═══ Task data ═══

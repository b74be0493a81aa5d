//! Paired on-disk artifacts for one embedding store.
//!
//! Directory layout: `<dir>/vectors.bin` + `<dir>/metadata.json`
//!
//! vectors.bin header (69 bytes):
//! - version: u8 (1)
//! - model_id: [u8; 32] (SHA256 hash of model name)
//! - dimensions: u16 (little-endian)
//! - snapshot: [u8; 26] (ULID, also written into metadata.json)
//! - body_checksum: u32 (CRC32 of the vector rows)
//! - header_checksum: u32 (CRC32 of header fields before it)
//!
//! Body: row-major `f32` little-endian, `dimensions` values per row. The row
//! count is implied by the file size.
//!
//! metadata.json: `{version, snapshot, model, dimensions, records}` with the
//! records ordered by position.
//!
//! Both files go to temp paths first and are renamed into place vectors
//! first. A crash between the two renames leaves mismatched snapshot ids,
//! which `load` reports instead of pairing stale data.

use std::collections::HashSet;
use std::fs::File;
use std::io::{BufReader, BufWriter, Write};
use std::path::{Path, PathBuf};

use chrono::{DateTime, Utc};
use serde::{de::DeserializeOwned, Deserialize, Serialize};

use crate::semantic::embeddings::model_id_hash;
use crate::semantic::{IndexError, VectorIndex};
use crate::store::record::DocumentRecord;

/// Current file format version
const FORMAT_VERSION: u8 = 1;

/// Length of a ULID string
const SNAPSHOT_LEN: usize = 26;

/// Header size in bytes: version(1) + model_id(32) + dimensions(2) + snapshot(26) + body_checksum(4) + header_checksum(4)
const HEADER_SIZE: usize = 69;

const VECTORS_FILE: &str = "vectors.bin";
const METADATA_FILE: &str = "metadata.json";

/// Errors that can occur during storage operations.
#[derive(Debug, thiserror::Error)]
pub enum VectorStorageError {
    #[error("I/O error: {0}")]
    Io(#[from] std::io::Error),

    #[error("Missing artifact: {0}")]
    MissingArtifact(PathBuf),

    #[error("Invalid file format: {0}")]
    InvalidFormat(String),

    #[error("Version mismatch: file version {0}, supported version {1}")]
    VersionMismatch(u8, u8),

    #[error("Model mismatch: file uses different model")]
    ModelMismatch,

    #[error("Checksum mismatch in {0}: file may be corrupted")]
    ChecksumMismatch(&'static str),

    #[error("Dimension mismatch: expected {expected}, file has {got}")]
    DimensionMismatch { expected: usize, got: usize },

    #[error("Snapshot mismatch: vectors and metadata were written by different saves")]
    SnapshotMismatch,

    #[error("Count mismatch: {vectors} vectors but {records} metadata records")]
    CountMismatch { vectors: usize, records: usize },

    #[error("Metadata error: {0}")]
    Metadata(#[from] serde_json::Error),

    #[error("Index error: {0}")]
    Index(#[from] IndexError),
}

/// Everything read back by [`VectorStorage::load`].
#[derive(Debug)]
pub struct Snapshot<A> {
    pub index: VectorIndex,
    /// Records ordered by position
    pub records: Vec<DocumentRecord<A>>,
}

#[derive(Serialize, Deserialize)]
struct MetadataFile<R> {
    version: u8,
    snapshot: String,
    model: String,
    dimensions: usize,
    records: R,
}

/// Parsed vectors.bin header.
#[derive(Debug)]
struct Header {
    version: u8,
    model_id: [u8; 32],
    dimensions: u16,
    snapshot: String,
    body_checksum: u32,
}

/// Storage manager for one store's artifact pair.
pub struct VectorStorage {
    dir: PathBuf,
}

impl VectorStorage {
    pub fn new(dir: PathBuf) -> Self {
        Self { dir }
    }

    pub fn dir(&self) -> &Path {
        &self.dir
    }

    pub fn vectors_path(&self) -> PathBuf {
        self.dir.join(VECTORS_FILE)
    }

    pub fn metadata_path(&self) -> PathBuf {
        self.dir.join(METADATA_FILE)
    }

    /// True if at least one artifact is on disk.
    pub fn exists(&self) -> bool {
        self.vectors_path().exists() || self.metadata_path().exists()
    }

    /// Combined size of both artifacts in bytes.
    pub fn size_bytes(&self) -> u64 {
        [self.vectors_path(), self.metadata_path()]
            .iter()
            .filter_map(|path| std::fs::metadata(path).ok())
            .map(|meta| meta.len())
            .sum()
    }

    /// Modification time of the vector artifact.
    pub fn last_modified(&self) -> Option<DateTime<Utc>> {
        std::fs::metadata(self.vectors_path())
            .and_then(|meta| meta.modified())
            .ok()
            .map(DateTime::<Utc>::from)
    }

    /// Write both artifacts.
    ///
    /// `records` must be ordered by position and line up with the index rows.
    pub fn save<A: Serialize>(
        &self,
        index: &VectorIndex,
        records: &[&DocumentRecord<A>],
        model_name: &str,
    ) -> Result<(), VectorStorageError> {
        if records.len() != index.len() {
            return Err(VectorStorageError::CountMismatch {
                vectors: index.len(),
                records: records.len(),
            });
        }

        std::fs::create_dir_all(&self.dir)?;

        let snapshot = rusty_ulid::generate_ulid_string();
        let vectors_path = self.vectors_path();
        let metadata_path = self.metadata_path();
        let vectors_tmp = vectors_path.with_extension("bin.tmp");
        let metadata_tmp = metadata_path.with_extension("json.tmp");

        let result = self
            .write_vectors(&vectors_tmp, index, model_name, &snapshot)
            .and_then(|_| {
                self.write_metadata(&metadata_tmp, index, records, model_name, &snapshot)
            });

        if result.is_err() {
            // Clean up temp files on error
            let _ = std::fs::remove_file(&vectors_tmp);
            let _ = std::fs::remove_file(&metadata_tmp);
            return result;
        }

        std::fs::rename(&vectors_tmp, &vectors_path)?;
        std::fs::rename(&metadata_tmp, &metadata_path)?;

        Ok(())
    }

    /// Load both artifacts and check that they belong together.
    pub fn load<A: DeserializeOwned>(
        &self,
        model_name: &str,
        expected_dimensions: usize,
    ) -> Result<Snapshot<A>, VectorStorageError> {
        let vectors_path = self.vectors_path();
        let metadata_path = self.metadata_path();
        for path in [&vectors_path, &metadata_path] {
            if !path.exists() {
                return Err(VectorStorageError::MissingArtifact(path.clone()));
            }
        }

        let bytes = std::fs::read(&vectors_path)?;
        let header = Self::read_header(&bytes)?;
        Self::validate_header(&header, model_name, expected_dimensions)?;
        let index = Self::read_body(&bytes[HEADER_SIZE..], &header)?;

        let reader = BufReader::new(File::open(&metadata_path)?);
        let metadata: MetadataFile<Vec<DocumentRecord<A>>> = serde_json::from_reader(reader)?;

        if metadata.version > FORMAT_VERSION {
            return Err(VectorStorageError::VersionMismatch(
                metadata.version,
                FORMAT_VERSION,
            ));
        }
        if metadata.model != model_name {
            return Err(VectorStorageError::ModelMismatch);
        }
        if metadata.dimensions != expected_dimensions {
            return Err(VectorStorageError::DimensionMismatch {
                expected: expected_dimensions,
                got: metadata.dimensions,
            });
        }
        if metadata.snapshot != header.snapshot {
            return Err(VectorStorageError::SnapshotMismatch);
        }

        let mut records = metadata.records;
        if records.len() != index.len() {
            return Err(VectorStorageError::CountMismatch {
                vectors: index.len(),
                records: records.len(),
            });
        }

        records.sort_by_key(|record| record.position);
        let mut seen = HashSet::with_capacity(records.len());
        for (expected, record) in records.iter().enumerate() {
            if record.position != expected {
                return Err(VectorStorageError::InvalidFormat(format!(
                    "record '{}' has position {}, expected {}",
                    record.external_id, record.position, expected
                )));
            }
            if !seen.insert(record.external_id.as_str()) {
                return Err(VectorStorageError::InvalidFormat(format!(
                    "duplicate record id '{}'",
                    record.external_id
                )));
            }
        }

        Ok(Snapshot { index, records })
    }

    /// Delete both artifacts if they exist.
    pub fn delete(&self) -> Result<(), VectorStorageError> {
        for path in [self.vectors_path(), self.metadata_path()] {
            if path.exists() {
                std::fs::remove_file(&path)?;
            }
        }
        Ok(())
    }

    /// Write the vector artifact to `path`.
    fn write_vectors(
        &self,
        path: &Path,
        index: &VectorIndex,
        model_name: &str,
        snapshot: &str,
    ) -> Result<(), VectorStorageError> {
        let dimensions = u16::try_from(index.dimensions()).map_err(|_| {
            VectorStorageError::InvalidFormat(format!(
                "{} dimensions do not fit the file header",
                index.dimensions()
            ))
        })?;

        let mut body = Vec::with_capacity(index.as_slice().len() * 4);
        for value in index.as_slice() {
            body.extend_from_slice(&value.to_le_bytes());
        }

        let header = Header {
            version: FORMAT_VERSION,
            model_id: model_id_hash(model_name),
            dimensions,
            snapshot: snapshot.to_string(),
            body_checksum: crc32fast::hash(&body),
        };

        let file = File::create(path)?;
        let mut writer = BufWriter::new(file);
        writer.write_all(&Self::encode_header(&header)?)?;
        writer.write_all(&body)?;

        // Flush and sync
        writer.flush()?;
        let file = writer
            .into_inner()
            .map_err(|e| std::io::Error::new(std::io::ErrorKind::Other, e))?;
        file.sync_all()?;

        Ok(())
    }

    /// Write the metadata artifact to `path`.
    fn write_metadata<A: Serialize>(
        &self,
        path: &Path,
        index: &VectorIndex,
        records: &[&DocumentRecord<A>],
        model_name: &str,
        snapshot: &str,
    ) -> Result<(), VectorStorageError> {
        let metadata = MetadataFile {
            version: FORMAT_VERSION,
            snapshot: snapshot.to_string(),
            model: model_name.to_string(),
            dimensions: index.dimensions(),
            records,
        };

        let file = File::create(path)?;
        let mut writer = BufWriter::new(file);
        serde_json::to_writer(&mut writer, &metadata)?;

        writer.flush()?;
        let file = writer
            .into_inner()
            .map_err(|e| std::io::Error::new(std::io::ErrorKind::Other, e))?;
        file.sync_all()?;

        Ok(())
    }

    fn encode_header(header: &Header) -> Result<[u8; HEADER_SIZE], VectorStorageError> {
        if header.snapshot.len() != SNAPSHOT_LEN {
            return Err(VectorStorageError::InvalidFormat(format!(
                "snapshot id '{}' is not a ULID",
                header.snapshot
            )));
        }

        let mut header_bytes = [0u8; HEADER_SIZE];
        header_bytes[0] = header.version;
        header_bytes[1..33].copy_from_slice(&header.model_id);
        header_bytes[33..35].copy_from_slice(&header.dimensions.to_le_bytes());
        header_bytes[35..61].copy_from_slice(header.snapshot.as_bytes());
        header_bytes[61..65].copy_from_slice(&header.body_checksum.to_le_bytes());

        let checksum = crc32fast::hash(&header_bytes[0..65]);
        header_bytes[65..69].copy_from_slice(&checksum.to_le_bytes());

        Ok(header_bytes)
    }

    fn read_header(bytes: &[u8]) -> Result<Header, VectorStorageError> {
        if bytes.len() < HEADER_SIZE {
            return Err(VectorStorageError::InvalidFormat(format!(
                "vector file is {} bytes, shorter than its header",
                bytes.len()
            )));
        }
        let header_bytes = &bytes[..HEADER_SIZE];

        let stored_checksum = u32::from_le_bytes([
            header_bytes[65],
            header_bytes[66],
            header_bytes[67],
            header_bytes[68],
        ]);
        if stored_checksum != crc32fast::hash(&header_bytes[0..65]) {
            return Err(VectorStorageError::ChecksumMismatch("header"));
        }

        let version = header_bytes[0];
        if version > FORMAT_VERSION {
            return Err(VectorStorageError::VersionMismatch(version, FORMAT_VERSION));
        }

        let mut model_id = [0u8; 32];
        model_id.copy_from_slice(&header_bytes[1..33]);

        let dimensions = u16::from_le_bytes([header_bytes[33], header_bytes[34]]);
        let snapshot = std::str::from_utf8(&header_bytes[35..61])
            .map_err(|_| VectorStorageError::InvalidFormat("snapshot id is not UTF-8".into()))?
            .to_string();
        let body_checksum = u32::from_le_bytes([
            header_bytes[61],
            header_bytes[62],
            header_bytes[63],
            header_bytes[64],
        ]);

        Ok(Header {
            version,
            model_id,
            dimensions,
            snapshot,
            body_checksum,
        })
    }

    fn validate_header(
        header: &Header,
        model_name: &str,
        expected_dimensions: usize,
    ) -> Result<(), VectorStorageError> {
        if header.model_id != model_id_hash(model_name) {
            return Err(VectorStorageError::ModelMismatch);
        }

        if header.dimensions as usize != expected_dimensions {
            return Err(VectorStorageError::DimensionMismatch {
                expected: expected_dimensions,
                got: header.dimensions as usize,
            });
        }

        Ok(())
    }

    fn read_body(body: &[u8], header: &Header) -> Result<VectorIndex, VectorStorageError> {
        let dimensions = header.dimensions as usize;
        let row_bytes = dimensions * 4;
        if row_bytes == 0 || body.len() % row_bytes != 0 {
            return Err(VectorStorageError::InvalidFormat(format!(
                "vector data is {} bytes, not a whole number of {}-byte rows",
                body.len(),
                row_bytes
            )));
        }

        if crc32fast::hash(body) != header.body_checksum {
            return Err(VectorStorageError::ChecksumMismatch("vector data"));
        }

        let data = body
            .chunks_exact(4)
            .map(|c| f32::from_le_bytes([c[0], c[1], c[2], c[3]]))
            .collect();

        Ok(VectorIndex::from_raw(dimensions, data)?)
    }
}
use anyhow::{bail, Context};
use clap::Parser;
use serde::Serialize;

use jobmatch::{
    cli::{self, Command},
    config::Config,
    lock::FileLock,
    service::{AddDocument, BatchRequest, MatchService, Query, SearchRequest},
    store::Sections,
    web,
};

fn init_logging() {
    let filter = tracing_subscriber::EnvFilter::try_from_default_env()
        .unwrap_or_else(|_| tracing_subscriber::EnvFilter::new("info"));

    tracing_subscriber::fmt()
        .with_env_filter(filter)
        .with_writer(std::io::stderr)
        .init();
}

fn print_json<T: Serialize>(value: &T) -> anyhow::Result<()> {
    println!("{}", serde_json::to_string_pretty(value)?);
    Ok(())
}

fn main() -> anyhow::Result<()> {
    let args = cli::Args::parse();
    init_logging();

    let config = Config::load()?;
    let _lock = FileLock::try_acquire(config.base_path()).context("failed to lock base directory")?;
    let service = MatchService::open(&config)?;

    match args.command {
        Command::Daemon {} => web::start_daemon(service, &config),

        Command::Add {
            collection,
            id,
            text,
            title,
            company,
            user_id,
            sections,
        } => {
            let sections: Sections = match sections {
                Some(raw) => {
                    serde_json::from_str(&raw).context("--sections must be a JSON object")?
                }
                None => Sections::new(),
            };
            let document = AddDocument {
                id,
                text,
                title,
                company,
                user_id,
                sections,
            };
            print_json(&service.add_document(collection, document)?)
        }

        Command::Remove { collection, id } => {
            print_json(&service.remove_document(collection, &id)?)
        }

        Command::Search {
            collection,
            id,
            text,
            k,
            user_id,
        } => {
            let query = match (id, text) {
                (Some(id), None) => Query::Id(id),
                (None, Some(text)) => Query::Text(text),
                _ => bail!("pass exactly one of --id or --text"),
            };
            let matches = service.search(SearchRequest {
                from: collection,
                query,
                k,
                user_id,
            })?;
            print_json(&matches)
        }

        Command::Batch {
            from,
            ids,
            targets,
            k,
        } => {
            let report = service.batch_match(BatchRequest {
                from,
                query_ids: ids,
                target_ids: targets,
                k,
            })?;
            print_json(&report)
        }

        Command::Pair { job_id, resume_id } => print_json(&service.pair(&job_id, &resume_id)?),

        Command::Stats {} => print_json(&service.stats()?),

        Command::Users { user_id } => match user_id {
            Some(user_id) => print_json(&service.resumes_for_user(&user_id)?),
            None => print_json(&service.resumes().user_distribution()?),
        },

        Command::Clear { collection, yes } => {
            if !yes {
                bail!(
                    "refusing to delete every document in '{}' without --yes",
                    collection.as_str()
                );
            }
            service.clear(collection)?;
            println!("{} cleared", collection.as_str());
            Ok(())
        }
    }
}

═══

Set down precisely the lines above between the line holding "use crate::semantic::embeddings::model_id_hash;" and the line holding "mismatch: file version", inclusive, and nothing beyond them.

*Answer to this task*:
use crate::semantic::embeddings::model_id_hash;
use crate::semantic::{IndexError, VectorIndex};
use crate::store::record::DocumentRecord;

/// Current file format version
const FORMAT_VERSION: u8 = 1;

/// Length of a ULID string
const SNAPSHOT_LEN: usize = 26;

/// Header size in bytes: version(1) + model_id(32) + dimensions(2) + snapshot(26) + body_checksum(4) + header_checksum(4)
const HEADER_SIZE: usize = 69;

const VECTORS_FILE: &str = "vectors.bin";
const METADATA_FILE: &str = "metadata.json";

/// Errors that can occur during storage operations.
#[derive(Debug, thiserror::Error)]
pub enum VectorStorageError {
    #[error("I/O error: {0}")]
    Io(#[from] std::io::Error),

    #[error("Missing artifact: {0}")]
    MissingArtifact(PathBuf),

    #[error("Invalid file format: {0}")]
    InvalidFormat(String),

    #[error("Version mismatch: file version {0}, supported version {1}")]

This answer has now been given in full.